WHAT TO DO: Down to the last line, print the material below verbatim.
BEGIN AVAILABLE RECORDS
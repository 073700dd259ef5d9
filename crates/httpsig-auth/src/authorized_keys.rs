//! OpenSSH `authorized_keys` parsing and encoding.
//!
//! Each non-empty, non-comment line has the form
//! `[options] <type> <base64-blob> [comment]`. Only `ssh-rsa` and
//! `ssh-ed25519` are supported; every other line is skipped on its own so
//! that one bad entry never hides the rest of the file.

use std::path::Path;
use std::sync::Arc;

use base64::Engine;
use base64::engine::general_purpose::STANDARD as BASE64;
use ed25519_dalek::VerifyingKey as Ed25519VerifyingKey;
use rsa::traits::PublicKeyParts;
use rsa::{BigUint, RsaPublicKey};
use tracing::debug;

use crate::error::KeyError;
use crate::key::{Ed25519Key, Key, RsaKey};

const SSH_RSA: &str = "ssh-rsa";
const SSH_ED25519: &str = "ssh-ed25519";

/// Read an authorized-keys file and return every key it could parse.
///
/// # Errors
/// Returns [`KeyError::Io`] if the file cannot be read. Unparseable lines are
/// skipped, not reported.
pub fn load_authorized_keys(path: &Path) -> Result<Vec<Arc<dyn Key>>, KeyError> {
    let text = std::fs::read_to_string(path).map_err(|source| KeyError::Io {
        path: path.display().to_string(),
        source,
    })?;
    Ok(parse_authorized_keys(&text))
}

/// Parse authorized-keys text, skipping lines that fail to parse.
#[must_use]
pub fn parse_authorized_keys(text: &str) -> Vec<Arc<dyn Key>> {
    let mut keys = Vec::new();
    for (index, line) in text.lines().enumerate() {
        match parse_line(line) {
            Ok(Some(key)) => keys.push(key),
            Ok(None) => {}
            Err(e) => debug!(line = index + 1, error = %e, "skipping authorized key line"),
        }
    }
    keys
}

/// Parse a single line. Blank lines and `#` comments yield `Ok(None)`.
///
/// # Errors
/// Returns [`KeyError::Parse`] or [`KeyError::Unsupported`] for a line that
/// holds no usable key.
pub fn parse_line(line: &str) -> Result<Option<Arc<dyn Key>>, KeyError> {
    let line = line.trim();
    if line.is_empty() || line.starts_with('#') {
        return Ok(None);
    }

    let mut tokens = line.split_whitespace();
    let key_type = tokens
        .by_ref()
        .find(|t| is_key_type(t))
        .ok_or_else(|| KeyError::Parse("no key type found".to_owned()))?;
    let encoded = tokens
        .next()
        .ok_or_else(|| KeyError::Parse(format!("{key_type} entry has no key data")))?;
    let blob = BASE64
        .decode(encoded)
        .map_err(|e| KeyError::Parse(format!("invalid base64 key data: {e}")))?;

    decode_blob(key_type, &blob).map(Some)
}

fn is_key_type(token: &str) -> bool {
    token.starts_with("ssh-") || token.starts_with("ecdsa-sha2-") || token.starts_with("sk-")
}

fn decode_blob(key_type: &str, blob: &[u8]) -> Result<Arc<dyn Key>, KeyError> {
    let mut reader = WireReader::new(blob);
    let inner_type = reader.read_string()?;
    if inner_type != key_type.as_bytes() {
        return Err(KeyError::Parse(format!(
            "key type {key_type} does not match encoded type {}",
            String::from_utf8_lossy(inner_type)
        )));
    }

    match key_type {
        SSH_RSA => {
            let e = BigUint::from_bytes_be(reader.read_string()?);
            let n = BigUint::from_bytes_be(reader.read_string()?);
            let public = RsaPublicKey::new(n, e).map_err(|e| KeyError::Parse(e.to_string()))?;
            Ok(Arc::new(RsaKey::from_public(public)))
        }
        SSH_ED25519 => {
            let raw = reader.read_string()?;
            Ok(Arc::new(Ed25519Key::from_public_bytes(raw)?))
        }
        other => Err(KeyError::Unsupported(other.to_owned())),
    }
}

/// Encode an RSA public key as an SSH wire blob.
pub(crate) fn encode_rsa_blob(public: &RsaPublicKey) -> Vec<u8> {
    let mut blob = Vec::new();
    write_string(&mut blob, SSH_RSA.as_bytes());
    write_mpint(&mut blob, &public.e().to_bytes_be());
    write_mpint(&mut blob, &public.n().to_bytes_be());
    blob
}

/// Encode an Ed25519 public key as an SSH wire blob.
pub(crate) fn encode_ed25519_blob(public: &Ed25519VerifyingKey) -> Vec<u8> {
    let mut blob = Vec::new();
    write_string(&mut blob, SSH_ED25519.as_bytes());
    write_string(&mut blob, public.as_bytes());
    blob
}

/// Render an RSA key as an authorized-keys line.
#[must_use]
pub fn format_rsa_line(key: &RsaKey, comment: &str) -> String {
    format_line(SSH_RSA, &encode_rsa_blob(key.public_key()), comment)
}

/// Render an Ed25519 key as an authorized-keys line.
#[must_use]
pub fn format_ed25519_line(key: &Ed25519Key, comment: &str) -> String {
    format_line(SSH_ED25519, &encode_ed25519_blob(key.verifying_key()), comment)
}

fn format_line(key_type: &str, blob: &[u8], comment: &str) -> String {
    let encoded = BASE64.encode(blob);
    if comment.is_empty() {
        format!("{key_type} {encoded}")
    } else {
        format!("{key_type} {encoded} {comment}")
    }
}

#[allow(clippy::cast_possible_truncation)]
fn write_string(out: &mut Vec<u8>, data: &[u8]) {
    out.extend_from_slice(&(data.len() as u32).to_be_bytes());
    out.extend_from_slice(data);
}

fn write_mpint(out: &mut Vec<u8>, magnitude: &[u8]) {
    let start = magnitude.iter().position(|b| *b != 0).unwrap_or(magnitude.len());
    let magnitude = &magnitude[start..];
    if magnitude.first().is_some_and(|b| b & 0x80 != 0) {
        let mut padded = Vec::with_capacity(magnitude.len() + 1);
        padded.push(0);
        padded.extend_from_slice(magnitude);
        write_string(out, &padded);
    } else {
        write_string(out, magnitude);
    }
}

/// Cursor over SSH wire-format length-prefixed fields.
struct WireReader<'a> {
    data: &'a [u8],
}

impl<'a> WireReader<'a> {
    fn new(data: &'a [u8]) -> Self {
        Self { data }
    }

    fn read_string(&mut self) -> Result<&'a [u8], KeyError> {
        let truncated = || KeyError::Parse("truncated key data".to_owned());
        let (len, rest) = self.data.split_first_chunk::<4>().ok_or_else(truncated)?;
        let len = u32::from_be_bytes(*len) as usize;
        if rest.len() < len {
            return Err(truncated());
        }
        let (value, rest) = rest.split_at(len);
        self.data = rest;
        Ok(value)
    }
}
END AVAILABLE RECORDS
ANSWER TO THIS EXERCISE:
repository 073700dd259ef5d9
filename crates/httpsig-auth/src/authorized_keys.rs
//! OpenSSH `authorized_keys` parsing and encoding.
//!
//! Each non-empty, non-comment line has the form
//! `[options] <type> <base64-blob> [comment]`. Only `ssh-rsa` and
//! `ssh-ed25519` are supported; every other line is skipped on its own so
//! that one bad entry never hides the rest of the file.

use std::path::Path;
use std::sync::Arc;

use base64::Engine;
use base64::engine::general_purpose::STANDARD as BASE64;
use ed25519_dalek::VerifyingKey as Ed25519VerifyingKey;
use rsa::traits::PublicKeyParts;
use rsa::{BigUint, RsaPublicKey};
use tracing::debug;

use crate::error::KeyError;
use crate::key::{Ed25519Key, Key, RsaKey};

const SSH_RSA: &str = "ssh-rsa";
const SSH_ED25519: &str = "ssh-ed25519";

/// Read an authorized-keys file and return every key it could parse.
///
/// # Errors
/// Returns [`KeyError::Io`] if the file cannot be read. Unparseable lines are
/// skipped, not reported.
pub fn load_authorized_keys(path: &Path) -> Result<Vec<Arc<dyn Key>>, KeyError> {
    let text = std::fs::read_to_string(path).map_err(|source| KeyError::Io {
        path: path.display().to_string(),
        source,
    })?;
    Ok(parse_authorized_keys(&text))
}

/// Parse authorized-keys text, skipping lines that fail to parse.
#[must_use]
pub fn parse_authorized_keys(text: &str) -> Vec<Arc<dyn Key>> {
    let mut keys = Vec::new();
    for (index, line) in text.lines().enumerate() {
        match parse_line(line) {
            Ok(Some(key)) => keys.push(key),
            Ok(None) => {}
            Err(e) => debug!(line = index + 1, error = %e, "skipping authorized key line"),
        }
    }
    keys
}

/// Parse a single line. Blank lines and `#` comments yield `Ok(None)`.
///
/// # Errors
/// Returns [`KeyError::Parse`] or [`KeyError::Unsupported`] for a line that
/// holds no usable key.
pub fn parse_line(line: &str) -> Result<Option<Arc<dyn Key>>, KeyError> {
    let line = line.trim();
    if line.is_empty() || line.starts_with('#') {
        return Ok(None);
    }

    let mut tokens = line.split_whitespace();
    let key_type = tokens
        .by_ref()
        .find(|t| is_key_type(t))
        .ok_or_else(|| KeyError::Parse("no key type found".to_owned()))?;
    let encoded = tokens
        .next()
        .ok_or_else(|| KeyError::Parse(format!("{key_type} entry has no key data")))?;
    let blob = BASE64
        .decode(encoded)
        .map_err(|e| KeyError::Parse(format!("invalid base64 key data: {e}")))?;

    decode_blob(key_type, &blob).map(Some)
}

fn is_key_type(token: &str) -> bool {
    token.starts_with("ssh-") || token.starts_with("ecdsa-sha2-") || token.starts_with("sk-")
}

fn decode_blob(key_type: &str, blob: &[u8]) -> Result<Arc<dyn Key>, KeyError> {
    let mut reader = WireReader::new(blob);
    let inner_type = reader.read_string()?;
    if inner_type != key_type.as_bytes() {
        return Err(KeyError::Parse(format!(
            "key type {key_type} does not match encoded type {}",
            String::from_utf8_lossy(inner_type)
        )));
    }

    match key_type {
        SSH_RSA => {
            let e = BigUint::from_bytes_be(reader.read_string()?);
            let n = BigUint::from_bytes_be(reader.read_string()?);
            let public = RsaPublicKey::new(n, e).map_err(|e| KeyError::Parse(e.to_string()))?;
            Ok(Arc::new(RsaKey::from_public(public)))
        }
        SSH_ED25519 => {
            let raw = reader.read_string()?;
            Ok(Arc::new(Ed25519Key::from_public_bytes(raw)?))
        }
        other => Err(KeyError::Unsupported(other.to_owned())),
    }
}

/// Encode an RSA public key as an SSH wire blob.
pub(crate) fn encode_rsa_blob(public: &RsaPublicKey) -> Vec<u8> {
    let mut blob = Vec::new();
    write_string(&mut blob, SSH_RSA.as_bytes());
    write_mpint(&mut blob, &public.e().to_bytes_be());
    write_mpint(&mut blob, &public.n().to_bytes_be());
    blob
}

/// Encode an Ed25519 public key as an SSH wire blob.
pub(crate) fn encode_ed25519_blob(public: &Ed25519VerifyingKey) -> Vec<u8> {
    let mut blob = Vec::new();
    write_string(&mut blob, SSH_ED25519.as_bytes());
    write_string(&mut blob, public.as_bytes());
    blob
}

/// Render an RSA key as an authorized-keys line.
#[must_use]
pub fn format_rsa_line(key: &RsaKey, comment: &str) -> String {
    format_line(SSH_RSA, &encode_rsa_blob(key.public_key()), comment)
}

/// Render an Ed25519 key as an authorized-keys line.
#[must_use]
pub fn format_ed25519_line(key: &Ed25519Key, comment: &str) -> String {
    format_line(SSH_ED25519, &encode_ed25519_blob(key.verifying_key()), comment)
}

fn format_line(key_type: &str, blob: &[u8], comment: &str) -> String {
    let encoded = BASE64.encode(blob);
    if comment.is_empty() {
        format!("{key_type} {encoded}")
    } else {
        format!("{key_type} {encoded} {comment}")
    }
}

#[allow(clippy::cast_possible_truncation)]
fn write_string(out: &mut Vec<u8>, data: &[u8]) {
    out.extend_from_slice(&(data.len() as u32).to_be_bytes());
    out.extend_from_slice(data);
}

fn write_mpint(out: &mut Vec<u8>, magnitude: &[u8]) {
    let start = magnitude.iter().position(|b| *b != 0).unwrap_or(magnitude.len());
    let magnitude = &magnitude[start..];
    if magnitude.first().is_some_and(|b| b & 0x80 != 0) {
        let mut padded = Vec::with_capacity(magnitude.len() + 1);
        padded.push(0);
        padded.extend_from_slice(magnitude);
        write_string(out, &padded);
    } else {
        write_string(out, magnitude);
    }
}

/// Cursor over SSH wire-format length-prefixed fields.
struct WireReader<'a> {
    data: &'a [u8],
}

impl<'a> WireReader<'a> {
    fn new(data: &'a [u8]) -> Self {
        Self { data }
    }

    fn read_string(&mut self) -> Result<&'a [u8], KeyError> {
        let truncated = || KeyError::Parse("truncated key data".to_owned());
        let (len, rest) = self.data.split_first_chunk::<4>().ok_or_else(truncated)?;
        let len = u32::from_be_bytes(*len) as usize;
        if rest.len() < len {
            return Err(truncated());
        }
        let (value, rest) = rest.split_at(len);
        self.data = rest;
        Ok(value)
    }
}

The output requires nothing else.